## Aim of the task
From the first line to the last, print the data exactly as written.

<<<<

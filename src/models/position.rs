//! Position model and the book of currently tracked positions.

use std::collections::HashMap;

use rust_decimal::Decimal;
use rust_decimal_macros::dec;
use serde::{Deserialize, Serialize};

use super::Side;

/// An open position tracked by the lifecycle manager.
///
/// One per symbol. Created on a filled entry order or adopted from the
/// exchange during reconciliation; mutated in place by partial closes and
/// extreme-price tracking; dropped from the book on full close or when the
/// exchange reports the position gone.
#[derive(Debug, Clone, Serialize, Deserialize)]
pub struct Position {
    pub symbol: String,
    pub side: Side,
    pub entry_price: Decimal,
    pub qty: Decimal,

    /// Protective stop registered with the exchange
    pub stop_loss: Decimal,

    /// Price observed on the previous management cycle, for reversal detection
    pub prev_price: Decimal,

    /// Highest price seen while Long, lowest while Short
    pub extreme_price: Decimal,

    /// Whether the one-shot partial take-profit has already fired
    pub partial_tp_done: bool,
}

impl Position {
    /// Create a freshly opened position. Extreme and previous price start
    /// at the entry fill.
    pub fn new(
        symbol: String,
        side: Side,
        entry_price: Decimal,
        qty: Decimal,
        stop_loss: Decimal,
    ) -> Self {
        Self {
            symbol,
            side,
            entry_price,
            qty,
            stop_loss,
            prev_price: entry_price,
            extreme_price: entry_price,
            partial_tp_done: false,
        }
    }

    /// Unrealized profit as a percentage of entry, signed.
    pub fn profit_pct(&self, current_price: Decimal) -> Decimal {
        match self.side {
            Side::Long => {
                if self.entry_price.is_zero() {
                    return Decimal::ZERO;
                }
                (current_price / self.entry_price - Decimal::ONE) * dec!(100)
            }
            Side::Short => {
                if current_price.is_zero() {
                    return Decimal::ZERO;
                }
                (self.entry_price / current_price - Decimal::ONE) * dec!(100)
            }
        }
    }

    /// True when the current price has crossed the protective stop.
    pub fn stop_breached(&self, current_price: Decimal) -> bool {
        match self.side {
            Side::Long => current_price <= self.stop_loss,
            Side::Short => current_price >= self.stop_loss,
        }
    }

    /// Record a new favorable extreme. Returns true if the extreme moved.
    pub fn track_extreme(&mut self, current_price: Decimal) -> bool {
        let improved = match self.side {
            Side::Long => current_price > self.extreme_price,
            Side::Short => current_price < self.extreme_price,
        };
        if improved {
            self.extreme_price = current_price;
        }
        improved
    }

    /// True when price has retraced from the previous cycle's price by more
    /// than `drop` in the adverse direction.
    pub fn reversal_drop(&self, current_price: Decimal, drop: Decimal) -> bool {
        match self.side {
            Side::Long => current_price < self.prev_price * (Decimal::ONE - drop),
            Side::Short => current_price > self.prev_price * (Decimal::ONE + drop),
        }
    }

    /// P&L in settlement currency if the remaining quantity exits at `exit_price`.
    pub fn realized_pnl(&self, exit_price: Decimal) -> Decimal {
        match self.side {
            Side::Long => (exit_price - self.entry_price) * self.qty,
            Side::Short => (self.entry_price - exit_price) * self.qty,
        }
    }
}

/// The set of positions the bot currently manages, keyed by symbol.
///
/// Single-owner: only the lifecycle manager mutates it. Admission control
/// lives here so the one-position-per-symbol and max-count invariants
/// cannot be bypassed.
#[derive(Debug, Default)]
pub struct PositionBook {
    positions: HashMap<String, Position>,
}

impl PositionBook {
    pub fn new() -> Self {
        Self::default()
    }

    pub fn len(&self) -> usize {
        self.positions.len()
    }

    pub fn is_empty(&self) -> bool {
        self.positions.is_empty()
    }

    pub fn contains(&self, symbol: &str) -> bool {
        self.positions.contains_key(symbol)
    }

    /// Whether a new position for `symbol` may be opened under the
    /// concurrent-position bound.
    pub fn can_admit(&self, symbol: &str, max_positions: usize) -> bool {
        !self.contains(symbol) && self.len() < max_positions
    }

    pub fn insert(&mut self, position: Position) {
        self.positions.insert(position.symbol.clone(), position);
    }

    pub fn get(&self, symbol: &str) -> Option<&Position> {
        self.positions.get(symbol)
    }

    pub fn get_mut(&mut self, symbol: &str) -> Option<&mut Position> {
        self.positions.get_mut(symbol)
    }

    pub fn remove(&mut self, symbol: &str) -> Option<Position> {
        self.positions.remove(symbol)
    }

    /// Symbols currently tracked, cloned so the caller can mutate the book
    /// while iterating.
    pub fn symbols(&self) -> Vec<String> {
        self.positions.keys().cloned().collect()
    }
}
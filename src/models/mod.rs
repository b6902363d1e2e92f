//! Domain models: sides, candles, balances, instrument limits, positions.

mod account;
mod candle;
mod market;
mod position;
mod side;

pub use account::AccountBalance;
pub use candle::Candle;
pub use market::InstrumentLimits;
pub use position::{Position, PositionBook};
pub use side::{OrderSide, Side};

>>>>

## Answer space
filename src/models/position.rs
//! Position model and the book of currently tracked positions.

use std::collections::HashMap;

use rust_decimal::Decimal;
use rust_decimal_macros::dec;
use serde::{Deserialize, Serialize};

use super::Side;

/// An open position tracked by the lifecycle manager.
///
/// One per symbol. Created on a filled entry order or adopted from the
/// exchange during reconciliation; mutated in place by partial closes and
/// extreme-price tracking; dropped from the book on full close or when the
/// exchange reports the position gone.
#[derive(Debug, Clone, Serialize, Deserialize)]
pub struct Position {
    pub symbol: String,
    pub side: Side,
    pub entry_price: Decimal,
    pub qty: Decimal,

    /// Protective stop registered with the exchange
    pub stop_loss: Decimal,

    /// Price observed on the previous management cycle, for reversal detection
    pub prev_price: Decimal,

    /// Highest price seen while Long, lowest while Short
    pub extreme_price: Decimal,

    /// Whether the one-shot partial take-profit has already fired
    pub partial_tp_done: bool,
}

impl Position {
    /// Create a freshly opened position. Extreme and previous price start
    /// at the entry fill.
    pub fn new(
        symbol: String,
        side: Side,
        entry_price: Decimal,
        qty: Decimal,
        stop_loss: Decimal,
    ) -> Self {
        Self {
            symbol,
            side,
            entry_price,
            qty,
            stop_loss,
            prev_price: entry_price,
            extreme_price: entry_price,
            partial_tp_done: false,
        }
    }

    /// Unrealized profit as a percentage of entry, signed.
    pub fn profit_pct(&self, current_price: Decimal) -> Decimal {
        match self.side {
            Side::Long => {
                if self.entry_price.is_zero() {
                    return Decimal::ZERO;
                }
                (current_price / self.entry_price - Decimal::ONE) * dec!(100)
            }
            Side::Short => {
                if current_price.is_zero() {
                    return Decimal::ZERO;
                }
                (self.entry_price / current_price - Decimal::ONE) * dec!(100)
            }
        }
    }

    /// True when the current price has crossed the protective stop.
    pub fn stop_breached(&self, current_price: Decimal) -> bool {
        match self.side {
            Side::Long => current_price <= self.stop_loss,
            Side::Short => current_price >= self.stop_loss,
        }
    }

    /// Record a new favorable extreme. Returns true if the extreme moved.
    pub fn track_extreme(&mut self, current_price: Decimal) -> bool {
        let improved = match self.side {
            Side::Long => current_price > self.extreme_price,
            Side::Short => current_price < self.extreme_price,
        };
        if improved {
            self.extreme_price = current_price;
        }
        improved
    }

    /// True when price has retraced from the previous cycle's price by more
    /// than `drop` in the adverse direction.
    pub fn reversal_drop(&self, current_price: Decimal, drop: Decimal) -> bool {
        match self.side {
            Side::Long => current_price < self.prev_price * (Decimal::ONE - drop),
            Side::Short => current_price > self.prev_price * (Decimal::ONE + drop),
        }
    }

    /// P&L in settlement currency if the remaining quantity exits at `exit_price`.
    pub fn realized_pnl(&self, exit_price: Decimal) -> Decimal {
        match self.side {
            Side::Long => (exit_price - self.entry_price) * self.qty,
            Side::Short => (self.entry_price - exit_price) * self.qty,
        }
    }
}

/// The set of positions the bot currently manages, keyed by symbol.
///
/// Single-owner: only the lifecycle manager mutates it. Admission control
/// lives here so the one-position-per-symbol and max-count invariants
/// cannot be bypassed.
#[derive(Debug, Default)]
pub struct PositionBook {
    positions: HashMap<String, Position>,
}

impl PositionBook {
    pub fn new() -> Self {
        Self::default()
    }

    pub fn len(&self) -> usize {
        self.positions.len()
    }

    pub fn is_empty(&self) -> bool {
        self.positions.is_empty()
    }

    pub fn contains(&self, symbol: &str) -> bool {
        self.positions.contains_key(symbol)
    }

    /// Whether a new position for `symbol` may be opened under the
    /// concurrent-position bound.
    pub fn can_admit(&self, symbol: &str, max_positions: usize) -> bool {
        !self.contains(symbol) && self.len() < max_positions
    }

    pub fn insert(&mut self, position: Position) {
        self.positions.insert(position.symbol.clone(), position);
    }

    pub fn get(&self, symbol: &str) -> Option<&Position> {
        self.positions.get(symbol)
    }

    pub fn get_mut(&mut self, symbol: &str) -> Option<&mut Position> {
        self.positions.get_mut(symbol)
    }

    pub fn remove(&mut self, symbol: &str) -> Option<Position> {
        self.positions.remove(symbol)
    }

    /// Symbols currently tracked, cloned so the caller can mutate the book
    /// while iterating.
    pub fn symbols(&self) -> Vec<String> {
        self.positions.keys().cloned().collect()
    }
}
filename src/models/mod.rs
repository b6902363d1e2e92f
//! Domain models: sides, candles, balances, instrument limits, positions.

mod account;
mod candle;
mod market;
mod position;
mod side;

pub use account::AccountBalance;
pub use candle::Candle;
pub use market::InstrumentLimits;
pub use position::{Position, PositionBook};
pub use side::{OrderSide, Side};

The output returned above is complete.